United States v. Wilson

Decision Date09 September 2020
Docket NumberNo. 19-3471,19-3471
PartiesUNITED STATES OF AMERICA, Plaintiff-Appellee, v. ADAM DARIUS WILSON, Defendant-Appellant.
CourtUnited States Courts of Appeals. United States Court of Appeals (6th Circuit)

NOT RECOMMENDED FOR PUBLICATION

File Name: 20a0523n.06

ON APPEAL FROM THE UNITED STATES DISTRICT COURT FOR THE NORTHERN DISTRICT OF OHIO

BEFORE: BOGGS, CLAY, and GIBBONS, Circuit Judges.

BOGGS, Circuit Judge. When Andrew Wilson filed the latest appeal of his sentence in 2019, this time under the First Step Act of 2018, he had been continuously incarcerated for eighteen years. After seven years in state prison, he is now serving a sentence of nearly twenty-two years following his guilty plea to possession with intent to distribute controlled substances and being a felon in possession of a firearm. He appeals from the district court's order partly denying relief under the First Step Act of 2018, Pub. L. No. 115-391, 132 Stat. 5194, 5222 (Dec. 21, 2018) and alleges that the court abused its discretion by reducing his term of supervised release but not his sentence. He raises the following issues: (1) his sentencing had been subject to the mandatory Sentencing Guidelines pre-Booker; (2) he had been incorrectly classified as a career offender at sentencing; and (3) the district court failed to consider his rehabilitation efforts. We reverse the district court's order denying Wilson's petition for relief, and remand for resentencing.

I. BACKGROUND

On May 11, 2001, Andrew Wilson pled guilty to the following charges: Count 1, possession with intent to distribute 174.18 grams of cocaine base ("crack" cocaine), in violation of 21 U.S.C. §§ 841(a)(1) and (b)(1)(A); Count 2, possession with intent to distribute 499.44 grams of cocaine, in violation of 21 U.S.C. §§ 841(a)(1) and (b)(1)(C); and Count 3, being a felon in possession of ammunition, in violation of 18 U.S.C. § 922(g)(1). Under the 2000 edition of the Sentencing Guidelines, Wilson's base offense level was 34, based on the amount of crack and cocaine. He received a two-level enhancement for possession of a firearm. Wilson had nine criminal-history points, but his two prior felony convictions resulted in his designation as a career offender under USSG §4B1.1, increasing his offense level to 37 and criminal-history category to VI. He received a three-level reduction for acceptance of responsibility under USSG §§ 3E1.1(a) and (b).

After application of enhancements and reductions, Wilson's offense level was 34. According to his Presentence Investigation Report, his statutory sentencing range under 21 U.S.C. § 841 was twenty years to life, while his Guidelines range was 262-327 months. Without application of a career-offender enhancement, his offense level would have been 33 with criminal-history category IV, which would have resulted in a markedly lower Guidelines range of 188-235 months. On August 27, 2001, the district court sentenced him to the low end of the Guidelines range: 262 months, and to ten years of supervised release.

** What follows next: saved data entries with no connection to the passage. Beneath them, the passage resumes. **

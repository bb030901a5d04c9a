use thiserror::Error;

use crate::models::TaskStatus;

/// Result type alias used throughout `core`, `database`, and `http-api`.
pub type Result<T> = std::result::Result<T, CoreError>;

/// Error taxonomy for the coordination server, §7. Each variant maps to
/// exactly one HTTP status code via [`CoreError::status_code`]; the HTTP
/// boundary never invents additional mappings.
#[derive(Error, Debug, Clone, PartialEq)]
pub enum CoreError {
    #[error("bad request: {0}")]
    BadRequest(String),

    #[error("unauthorized")]
    Unauthorized,

    #[error("forbidden: {0}")]
    Forbidden(String),

    #[error("not found: {0}")]
    NotFound(String),

    #[error("conflict: {0}")]
    Conflict(String),

    #[error("illegal status transition from {from} to {to}")]
    UnprocessableStatus { from: TaskStatus, to: TaskStatus },

    #[error("too many requests")]
    TooManyRequests,

    #[error("storage fault: {0}")]
    StorageFault(String),
}

impl CoreError {
    pub fn no_project_selected() -> Self {
        Self::BadRequest("project_id is required".to_string())
    }

    pub fn already_holds_task(agent_id: &str) -> Self {
        Self::Conflict(format!("agent '{agent_id}' already holds a task"))
    }

    pub fn not_found_entity(kind: &str, id: impl std::fmt::Display) -> Self {
        Self::NotFound(format!("{kind} '{id}' not found"))
    }

    pub fn empty_field(field: &str) -> Self {
        Self::BadRequest(format!("field '{field}' cannot be empty"))
    }

    pub fn illegal_transition(from: TaskStatus, to: TaskStatus) -> Self {
        Self::UnprocessableStatus { from, to }
    }

    pub fn is_not_found(&self) -> bool {
        matches!(self, CoreError::NotFound(_))
    }

    pub fn is_conflict(&self) -> bool {
        matches!(self, CoreError::Conflict(_))
    }

    /// HTTP status code per §7's mapping table.
    pub fn status_code(&self) -> u16 {
        match self {
            CoreError::BadRequest(_) => 400,
            CoreError::Unauthorized => 401,
            CoreError::Forbidden(_) => 403,
            CoreError::NotFound(_) => 404,
            CoreError::Conflict(_) => 409,
            CoreError::UnprocessableStatus { .. } => 422,
            CoreError::TooManyRequests => 429,
            CoreError::StorageFault(_) => 500,
        }
    }

    /// The `kind` field of the `{error: kind, detail: human_message}` body.
    pub fn kind(&self) -> &'static str {
        match self {
            CoreError::BadRequest(_) => "BadRequest",
            CoreError::Unauthorized => "Unauthorized",
            CoreError::Forbidden(_) => "Forbidden",
            CoreError::NotFound(_) => "NotFound",
            CoreError::Conflict(_) => "Conflict",
            CoreError::UnprocessableStatus { .. } => "UnprocessableStatus",
            CoreError::TooManyRequests => "TooManyRequests",
            CoreError::StorageFault(_) => "StorageFault",
        }
    }
}

#[cfg(test)]
mod tests {
    use super::*;

    #[test]
    fn status_codes_match_spec_table() {
        assert_eq!(CoreError::BadRequest("x".into()).status_code(), 400);
        assert_eq!(CoreError::Unauthorized.status_code(), 401);
        assert_eq!(CoreError::Forbidden("x".into()).status_code(), 403);
        assert_eq!(CoreError::NotFound("x".into()).status_code(), 404);
        assert_eq!(CoreError::Conflict("x".into()).status_code(), 409);
        assert_eq!(
            CoreError::illegal_transition(TaskStatus::Created, TaskStatus::Committed)
                .status_code(),
            422
        );
        assert_eq!(CoreError::TooManyRequests.status_code(), 429);
        assert_eq!(CoreError::StorageFault("x".into()).status_code(), 500);
    }

    #[test]
    fn predicates() {
        assert!(CoreError::NotFound("x".into()).is_not_found());
        assert!(!CoreError::Conflict("x".into()).is_not_found());
        assert!(CoreError::Conflict("x".into()).is_conflict());
    }
}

Wilson began serving his federal sentence in 2008, after seven years in state prison. On June 7, 2010, Wilson filed a pro se motion in federal district court to correct a clerical error in a judgment, alleging that the sentencing district court had erred by not requiring his federal sentence to run concurrently with his state sentence. That motion was denied.

On September 4, 2018, Wilson filed another pro se motion for reduction of sentence pursuant to 18 U.S.C. § 3582(c)(2). Wilson argued that under Amendment 782 (adopted Nov. 1, 2014) to USSG § 1B1.10, which lowered the base offense level in the drug-quantity tables in USSG § 2D1.1, his sentence should be reduced by applying offense level 32. He also argued that under Amendment 788 (adopted Nov. 1, 2014), the new lower Guidelines may be applied retroactively. The district court held that Amendment 782 was inapplicable to Wilson, because it reduced the base offense level but not his ultimate offense level, which was determined by his career-offender status. Thus, Wilson's Guidelines range remained unchanged.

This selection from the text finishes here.